The descriptions of the 1868 collapses involving detonations, avalanches of the walls, and sinking of a large portion of the crater floor could also describe many of the 2018 caldera down-drop events; Both the 1868 and 2018 summit subsidence involved a large part of the Kilauea caldera floor with a deep pit where Halemaumau had been. The estimates of the amount of 1868 caldera floor subsidence, between 0.05 to 0.11 cubic miles, are smaller than the measurement of more than 0.18 cubic miles of 2018 caldera subsidence.

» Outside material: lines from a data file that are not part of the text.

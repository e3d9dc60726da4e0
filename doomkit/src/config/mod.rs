//! Configuration for asset acquisition and serving.
//!
//! Everything here is fixed at startup: sources, timeouts and the target
//! directory are never overridden per request. Values come from, in order of
//! precedence:
//!
//! 1. The INI config file (`~/.doomkit/config.ini`), see [`ConfigFile`]
//! 2. Built-in defaults, see [`defaults`]
//!
//! # Example
//!
//! ```ignore
//! use std::time::Duration;
//! use doomkit::config::AssetConfig;
//!
//! let config = AssetConfig::new("/tmp/doom".into())
//!     .with_source("https://mirror.example/doom19s.zip")
//!     .with_attempt_timeout(Duration::from_secs(60));
//! ```

pub mod defaults;
mod file;

pub use file::{config_file_path, ConfigFile, ConfigFileError, LoggingSettings, ServerSettings};

use std::path::PathBuf;
use std::time::Duration;

use defaults::{
    default_sources, default_target_dir, DEFAULT_ATTEMPT_TIMEOUT_SECS,
    DEFAULT_CONNECT_TIMEOUT_SECS, DEFAULT_MAX_ARCHIVE_BYTES, DEFAULT_TOTAL_TIMEOUT_SECS,
};

/// Configuration for the acquisition subsystem.
#[derive(Debug, Clone, PartialEq, Eq)]
pub struct AssetConfig {
    /// Directory where canonical game files are stored.
    pub target_dir: PathBuf,

    /// Archive URLs, tried in order; first success wins.
    pub sources: Vec<String>,

    /// Connect timeout for each source.
    pub connect_timeout: Duration,

    /// Timeout for one complete download attempt.
    pub attempt_timeout: Duration,

    /// Bound on the whole fetch phase across all sources.
    pub total_timeout: Duration,

    /// Largest archive body accepted from a source.
    pub max_archive_bytes: u64,
}

impl Default for AssetConfig {
    fn default() -> Self {
        Self {
            target_dir: default_target_dir(),
            sources: default_sources(),
            connect_timeout: Duration::from_secs(DEFAULT_CONNECT_TIMEOUT_SECS),
            attempt_timeout: Duration::from_secs(DEFAULT_ATTEMPT_TIMEOUT_SECS),
            total_timeout: Duration::from_secs(DEFAULT_TOTAL_TIMEOUT_SECS),
            max_archive_bytes: DEFAULT_MAX_ARCHIVE_BYTES,
        }
    }
}

impl AssetConfig {
    /// Create a configuration with the given target directory and default sources.
    pub fn new(target_dir: PathBuf) -> Self {
        Self {
            target_dir,
            ..Default::default()
        }
    }

    /// Set the target directory.
    pub fn with_target_dir(mut self, path: PathBuf) -> Self {
        self.target_dir = path;
        self
    }

    /// Replace the source list.
    pub fn with_sources<I, S>(mut self, sources: I) -> Self
    where
        I: IntoIterator<Item = S>,
        S: Into<String>,
    {
        self.sources = sources.into_iter().map(Into::into).collect();
        self
    }

    /// Append a source to the end of the list.
    pub fn with_source(mut self, url: impl Into<String>) -> Self {
        self.sources.push(url.into());
        self
    }

    /// Set the per-source connect timeout.
    pub fn with_connect_timeout(mut self, timeout: Duration) -> Self {
        self.connect_timeout = timeout;
        self
    }

    /// Set the per-attempt timeout.
    pub fn with_attempt_timeout(mut self, timeout: Duration) -> Self {
        self.attempt_timeout = timeout;
        self
    }

    /// Set the total fetch timeout.
    pub fn with_total_timeout(mut self, timeout: Duration) -> Self {
        self.total_timeout = timeout;
        self
    }

    /// Set the maximum accepted archive size.
    pub fn with_max_archive_bytes(mut self, bytes: u64) -> Self {
        self.max_archive_bytes = bytes;
        self
    }
}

After the 1868 summit collapse and withdrawal of the lava lakes, lava returned for brief moments. The first reappearance was recorded on April 19 for less than an hour. By August and September of 1868, visitors reported that the deep pit was refilling, and the South Lake was active once more.

Kilauea summit collapses accompanied by lava lake draining are a routine part of the long-term refilling of the current caldera produced centuries ago. Each collapse has been followed eventually by reappearance of lava months-to-years later. We are waiting to see what will happen next.

Volcano Activity Updates

Kilauea is not erupting. Low rates of seismicity, deformation, and gas release have not changed significantly over the past week.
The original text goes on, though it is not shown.